Alegre Zurano, L.; Caceres-Rodriguez, A.; Berbegal-Saez, P.; Lassalle, O.; MANZONI, O. J.; Valverde, O.

BackgroundA single usage of a drug of abuse can have lasting effects on both the brain and behavior, continuing even after the drug has been metabolized and eliminated from the body. A single dose of cocaine can abolish endocannabinoid-mediated long-term depression (eCB-LTD) in the nucleus accumbens (NAc) within 24 hours of administration. However, it is uncertain whether this altered neuroplasticity entails a behavioral deficit.

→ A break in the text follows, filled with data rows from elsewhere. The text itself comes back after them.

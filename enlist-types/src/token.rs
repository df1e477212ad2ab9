//! Activation tokens.
//!
//! A live token is the hex-encoded SHA-1 of a short random salt followed by
//! the username. Once the owning account is activated the token is replaced
//! by [`ACTIVATED_SENTINEL`] and can never match a lookup again.

use serde::{Deserialize, Serialize};
use sha1::{Digest, Sha1};
use std::fmt;

/// Token value stored after a successful activation.
pub const ACTIVATED_SENTINEL: &str = "ALREADY_ACTIVATED";

/// Length of a live token (hex-encoded 160-bit digest).
pub const TOKEN_LEN: usize = 40;

/// Number of hex characters of the salt digest mixed into a token.
const SALT_LEN: usize = 5;

/// An activation token: either a 40-hex digest or the consumed sentinel.
#[derive(Debug, Clone, PartialEq, Eq, Hash, Serialize, Deserialize)]
#[serde(try_from = "String", into = "String")]
pub struct ActivationToken(String);

impl ActivationToken {
    /// Generates a fresh token for `username`.
    #[must_use]
    pub fn generate(username: &str) -> Self {
        let seed: u64 = rand::random();
        let salt = hex::encode(Sha1::digest(seed.to_string().as_bytes()));

        let mut hasher = Sha1::new();
        hasher.update(&salt.as_bytes()[..SALT_LEN]);
        hasher.update(username.as_bytes());
        Self(hex::encode(hasher.finalize()))
    }

    /// Returns the consumed sentinel token.
    #[must_use]
    pub fn activated() -> Self {
        Self(ACTIVATED_SENTINEL.to_string())
    }

    /// Parses caller-supplied input as a live token.
    ///
    /// Returns `None` unless the input is exactly 40 lowercase hex
    /// characters. The sentinel is never accepted here.
    #[must_use]
    pub fn parse(input: &str) -> Option<Self> {
        Self::is_digest(input).then(|| Self(input.to_string()))
    }

    /// Returns true if `input` matches `^[a-f0-9]{40}$`.
    #[must_use]
    pub fn is_digest(input: &str) -> bool {
        input.len() == TOKEN_LEN
            && input
                .bytes()
                .all(|b| matches!(b, b'0'..=b'9' | b'a'..=b'f'))
    }

    /// Returns true if this is the consumed sentinel.
    #[must_use]
    pub fn is_activated(&self) -> bool {
        self.0 == ACTIVATED_SENTINEL
    }

    /// Returns the token string.
    #[must_use]
    pub fn as_str(&self) -> &str {
        &self.0
    }
}

impl fmt::Display for ActivationToken {
    fn fmt(&self, f: &mut fmt::Formatter<'_>) -> fmt::Result {
        f.write_str(&self.0)
    }
}

impl TryFrom<String> for ActivationToken {
    type Error = crate::Error;

    fn try_from(value: String) -> Result<Self, Self::Error> {
        if value == ACTIVATED_SENTINEL || Self::is_digest(&value) {
            Ok(Self(value))
        } else {
            Err(crate::Error::InvalidToken(value))
        }
    }
}

impl From<ActivationToken> for String {
    fn from(token: ActivationToken) -> Self {
        token.0
    }
}
//! Time source for expiry decisions.

use chrono::{DateTime, Duration, Utc};
use std::sync::Mutex;

/// Supplies the current wall-clock time.
pub trait Clock: Send + Sync {
    fn now(&self) -> DateTime<Utc>;
}

/// The system clock.
#[derive(Debug, Default, Clone, Copy)]
pub struct SystemClock;

impl Clock for SystemClock {
    fn now(&self) -> DateTime<Utc> {
        Utc::now()
    }
}

/// A clock that only moves when told to.
#[derive(Debug)]
pub struct ManualClock {
    now: Mutex<DateTime<Utc>>,
}

impl ManualClock {
    /// Creates a clock frozen at `start`.
    #[must_use]
    pub fn new(start: DateTime<Utc>) -> Self {
        Self {
            now: Mutex::new(start),
        }
    }

    /// Moves the clock forward by `by`.
    pub fn advance(&self, by: Duration) {
        let mut now = self.now.lock().unwrap_or_else(|e| e.into_inner());
        *now += by;
    }

    /// Sets the clock to `to`.
    pub fn set(&self, to: DateTime<Utc>) {
        *self.now.lock().unwrap_or_else(|e| e.into_inner()) = to;
    }
}

impl Clock for ManualClock {
    fn now(&self) -> DateTime<Utc> {
        *self.now.lock().unwrap_or_else(|e| e.into_inner())
    }
}
//! In-memory account store.

use crate::{require_live, validate_new, AccountStore, StoreError, StoreResult};
use crate::credential::make_credential;
use chrono::{DateTime, Utc};
use enlist_types::{Account, AccountId, ActivationRecord, ActivationToken, NewAccount};
use std::collections::BTreeMap;
use std::sync::{Mutex, MutexGuard};

#[derive(Default)]
struct State {
    accounts: BTreeMap<AccountId, Account>,
    tokens: BTreeMap<AccountId, ActivationToken>,
}

impl State {
    fn record(&self, id: &AccountId) -> Option<ActivationRecord> {
        let account = self.accounts.get(id)?;
        let token = self.tokens.get(id)?;
        Some(ActivationRecord {
            account: account.clone(),
            token: token.clone(),
        })
    }

    fn id_for_token(&self, token: &ActivationToken) -> Option<AccountId> {
        self.tokens
            .iter()
            .find(|(_, t)| *t == token)
            .map(|(id, _)| *id)
    }
}

/// Account store held entirely in process memory.
///
/// A single mutex guards all state, so each operation is atomic.
#[derive(Default)]
pub struct MemoryStore {
    state: Mutex<State>,
}

impl MemoryStore {
    /// Creates an empty store.
    #[must_use]
    pub fn new() -> Self {
        Self::default()
    }

    /// Number of accounts currently held.
    pub fn len(&self) -> StoreResult<usize> {
        Ok(self.lock()?.accounts.len())
    }

    /// Returns true if the store holds no accounts.
    pub fn is_empty(&self) -> StoreResult<bool> {
        Ok(self.len()? == 0)
    }

    fn lock(&self) -> StoreResult<MutexGuard<'_, State>> {
        self.state
            .lock()
            .map_err(|_| StoreError::Unavailable("memory store lock poisoned".into()))
    }
}

impl AccountStore for MemoryStore {
    fn create_inactive(&self, new: NewAccount, token: &ActivationToken) -> StoreResult<Account> {
        validate_new(&new)?;
        require_live(token)?;
        let mut state = self.lock()?;

        let lowered = new.username.to_lowercase();
        if state
            .accounts
            .values()
            .any(|a| a.username.to_lowercase() == lowered)
        {
            return Err(StoreError::Conflict("username already exists".into()));
        }
        if state.id_for_token(token).is_some() {
            return Err(StoreError::Conflict("activation token already exists".into()));
        }

        let account = Account {
            id: AccountId::new(),
            username: new.username,
            email: new.email,
            password: make_credential(&new.password),
            is_active: false,
            date_joined: new.date_joined,
        };
        state.accounts.insert(account.id, account.clone());
        state.tokens.insert(account.id, token.clone());
        Ok(account)
    }

    fn get_account(&self, id: AccountId) -> StoreResult<Option<Account>> {
        Ok(self.lock()?.accounts.get(&id).cloned())
    }

    fn find_record(&self, token: &ActivationToken) -> StoreResult<Option<ActivationRecord>> {
        let state = self.lock()?;
        Ok(state.id_for_token(token).and_then(|id| state.record(&id)))
    }

    fn activate(
        &self,
        token: &ActivationToken,
        cutoff: DateTime<Utc>,
    ) -> StoreResult<Option<Account>> {
        require_live(token)?;
        let mut state = self.lock()?;

        let Some(id) = state.id_for_token(token) else {
            return Ok(None);
        };
        let Some(account) = state.accounts.get_mut(&id) else {
            return Ok(None);
        };
        if account.date_joined <= cutoff {
            return Ok(None);
        }

        account.is_active = true;
        let activated = account.clone();
        state.tokens.insert(id, ActivationToken::activated());
        Ok(Some(activated))
    }

    fn records(&self) -> StoreResult<Vec<ActivationRecord>> {
        let state = self.lock()?;
        let mut records: Vec<_> = state
            .tokens
            .keys()
            .filter_map(|id| state.record(id))
            .collect();
        records.sort_by(|a, b| {
            a.account
                .date_joined
                .cmp(&b.account.date_joined)
                .then(a.account.id.cmp(&b.account.id))
        });
        Ok(records)
    }

    fn delete_expired(&self, id: AccountId, cutoff: DateTime<Utc>) -> StoreResult<bool> {
        let mut state = self.lock()?;
        let Some(record) = state.record(&id) else {
            return Ok(false);
        };
        let expired = record.token.is_activated() || record.account.date_joined <= cutoff;
        if record.account.is_active || !expired {
            return Ok(false);
        }
        state.accounts.remove(&id);
        state.tokens.remove(&id);
        Ok(true)
    }

    fn username_exists(&self, username: &str) -> StoreResult<bool> {
        let lowered = username.to_lowercase();
        Ok(self
            .lock()?
            .accounts
            .values()
            .any(|a| a.username.to_lowercase() == lowered))
    }

    fn email_exists(&self, email: &str) -> StoreResult<bool> {
        let lowered = email.to_lowercase();
        Ok(self
            .lock()?
            .accounts
            .values()
            .any(|a| a.email.to_lowercase() == lowered))
    }

    fn find_active_by_email(&self, email: &str) -> StoreResult<Vec<Account>> {
        let lowered = email.to_lowercase();
        Ok(self
            .lock()?
            .accounts
            .values()
            .filter(|a| a.is_active && a.email.to_lowercase() == lowered)
            .cloned()
            .collect())
    }
}
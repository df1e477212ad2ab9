//! Identity store for Enlist.
//!
//! Holds accounts and their activation records. Two implementations share
//! the [`AccountStore`] contract:
//!
//! - [`SqliteStore`]: persistent, backed by a single SQLite file
//! - [`MemoryStore`]: process-local, for tests and dry runs
//!
//! # Atomicity
//!
//! Every mutating operation is a single guarded write. Creation inserts the
//! account and its record in one transaction. Activation and purge deletion
//! re-check the token and expiry cutoff inside the write, so a token can be
//! consumed by at most one caller and an account activated concurrently
//! with a purge is never deleted.

mod credential;
mod error;
mod memory;
mod sqlite;

pub use credential::{make_credential, verify_credential};
pub use error::{StoreError, StoreResult};
pub use memory::MemoryStore;
pub use sqlite::SqliteStore;

use chrono::{DateTime, Utc};
use enlist_types::{Account, AccountId, ActivationRecord, ActivationToken, NewAccount};

/// Storage contract for accounts and activation records.
pub trait AccountStore: Send + Sync {
    /// Creates an inactive account together with its activation record.
    ///
    /// The password is converted with [`make_credential`] before it is kept.
    /// Fails with [`StoreError::Conflict`] if the username (compared
    /// case-insensitively) or the token is already taken; nothing is
    /// written in that case.
    fn create_inactive(&self, new: NewAccount, token: &ActivationToken) -> StoreResult<Account>;

    /// Loads an account by id.
    fn get_account(&self, id: AccountId) -> StoreResult<Option<Account>>;

    /// Looks up the record holding exactly `token`.
    fn find_record(&self, token: &ActivationToken) -> StoreResult<Option<ActivationRecord>>;

    /// Consumes `token` if its account joined strictly after `cutoff`.
    ///
    /// In one atomic step: marks the account active and replaces the token
    /// with the sentinel. Returns the activated account, or `None` if no
    /// live record matched.
    fn activate(
        &self,
        token: &ActivationToken,
        cutoff: DateTime<Utc>,
    ) -> StoreResult<Option<Account>>;

    /// Returns every activation record, oldest first.
    fn records(&self) -> StoreResult<Vec<ActivationRecord>>;

    /// Deletes an account and its record if it is still inactive and its
    /// token is the sentinel or was issued at or before `cutoff`.
    ///
    /// Returns true if the account was deleted.
    fn delete_expired(&self, id: AccountId, cutoff: DateTime<Utc>) -> StoreResult<bool>;

    /// Returns true if the username is taken, ignoring case.
    fn username_exists(&self, username: &str) -> StoreResult<bool>;

    /// Returns true if any account uses this email, ignoring case.
    fn email_exists(&self, email: &str) -> StoreResult<bool>;

    /// Returns active accounts with this email, ignoring case.
    fn find_active_by_email(&self, email: &str) -> StoreResult<Vec<Account>>;
}

/// Rejects an account the store must never hold.
fn validate_new(new: &NewAccount) -> StoreResult<()> {
    if new.username.trim().is_empty() {
        return Err(StoreError::InvalidData("username is required".into()));
    }
    if new.email.trim().is_empty() {
        return Err(StoreError::InvalidData("email is required".into()));
    }
    Ok(())
}

/// Rejects the sentinel as a token to store or consume.
fn require_live(token: &ActivationToken) -> StoreResult<()> {
    if token.is_activated() {
        return Err(StoreError::InvalidData(
            "the activated sentinel is not a live token".into(),
        ));
    }
    Ok(())
}
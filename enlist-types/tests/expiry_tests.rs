use chrono::{Duration, TimeZone, Utc};
use enlist_types::{Account, AccountId, ActivationRecord, ActivationToken, ActivationWindow};

fn record_issued_at(issued_at: chrono::DateTime<Utc>, token: ActivationToken) -> ActivationRecord {
    ActivationRecord {
        account: Account {
            id: AccountId::new(),
            username: "alice".into(),
            email: "alice@example.com".into(),
            password: "opaque".into(),
            is_active: false,
            date_joined: issued_at,
        },
        token,
    }
}

fn now() -> chrono::DateTime<Utc> {
    Utc.with_ymd_and_hms(2026, 3, 14, 12, 0, 0).unwrap()
}

#[test]
fn expires_exactly_at_boundary() {
    let window = ActivationWindow::days(7);
    let record = record_issued_at(now() - Duration::days(7), ActivationToken::generate("alice"));
    assert!(window.is_expired(&record, now()));
}

#[test]
fn live_one_second_before_boundary() {
    let window = ActivationWindow::days(7);
    let issued = now() - Duration::days(7) + Duration::seconds(1);
    let record = record_issued_at(issued, ActivationToken::generate("alice"));
    assert!(!window.is_expired(&record, now()));
}

#[test]
fn fresh_token_is_live() {
    let window = ActivationWindow::days(7);
    let record = record_issued_at(now(), ActivationToken::generate("alice"));
    assert!(!window.is_expired(&record, now()));
}

#[test]
fn sentinel_is_always_expired() {
    let window = ActivationWindow::days(7);
    let record = record_issued_at(now(), ActivationToken::activated());
    assert!(window.is_expired(&record, now()));
}

#[test]
fn zero_day_window_expires_immediately() {
    let window = ActivationWindow::days(0);
    let record = record_issued_at(now(), ActivationToken::generate("alice"));
    assert!(window.is_expired(&record, now()));
}

#[test]
fn cutoff_matches_has_elapsed() {
    let window = ActivationWindow::days(3);
    let cutoff = window.cutoff(now());
    assert!(window.has_elapsed(cutoff, now()));
    assert!(!window.has_elapsed(cutoff + Duration::microseconds(1), now()));
}

#[test]
fn default_window_is_one_week() {
    assert_eq!(ActivationWindow::default().as_days(), 7);
}

#[test]
fn cutoff_saturates_for_huge_window() {
    let window = ActivationWindow::days(u32::MAX);
    assert_eq!(window.cutoff(now()), chrono::DateTime::<Utc>::MIN_UTC);
}

#[test]
fn huge_window_never_elapses() {
    let window = ActivationWindow::days(u32::MAX);
    let record = record_issued_at(now(), ActivationToken::generate("alice"));
    assert!(!window.has_elapsed(now(), now()));
    assert!(!window.is_expired(&record, now()));
}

MethodsOur study employed adult male mice to investigate the effects of a single dose of cocaine (20 mg/kg) on eCB-LTD, saccharin preference, and social interactions 24 hours after administration. We also examined the gene expression in components of the eCB system. The pharmacological increase of anandamide was evaluated using the fatty acid amide hydrolase (FAAH) inhibitor URB597 (1 mg/kg). ResultsAfter a single dose of cocaine, mice displayed altered plasticity, social interactions, and preference for saccharin and a reduction in mRNA levels of the anandamide-catabolizing enzyme NAPE-PLD. We discovered that the FAAH inhibitor URB597 (1 mg/kg) successfully reversed the cocaine-induced loss of eCB-LTD in the NAc and restored normal social interaction in cocaine-exposed mice, but it did not affect their saccharin preference. ConclusionsOverall, this research underlines the neuroplastic changes and subsequent behavioral alterations that occur after the initial use of cocaine, while also suggesting a potential role for anandamide in the early impairments caused by cocaine. The findings highlight the importance of understanding the mechanisms underlying the initiation of drug use and offer a potential therapeutic target.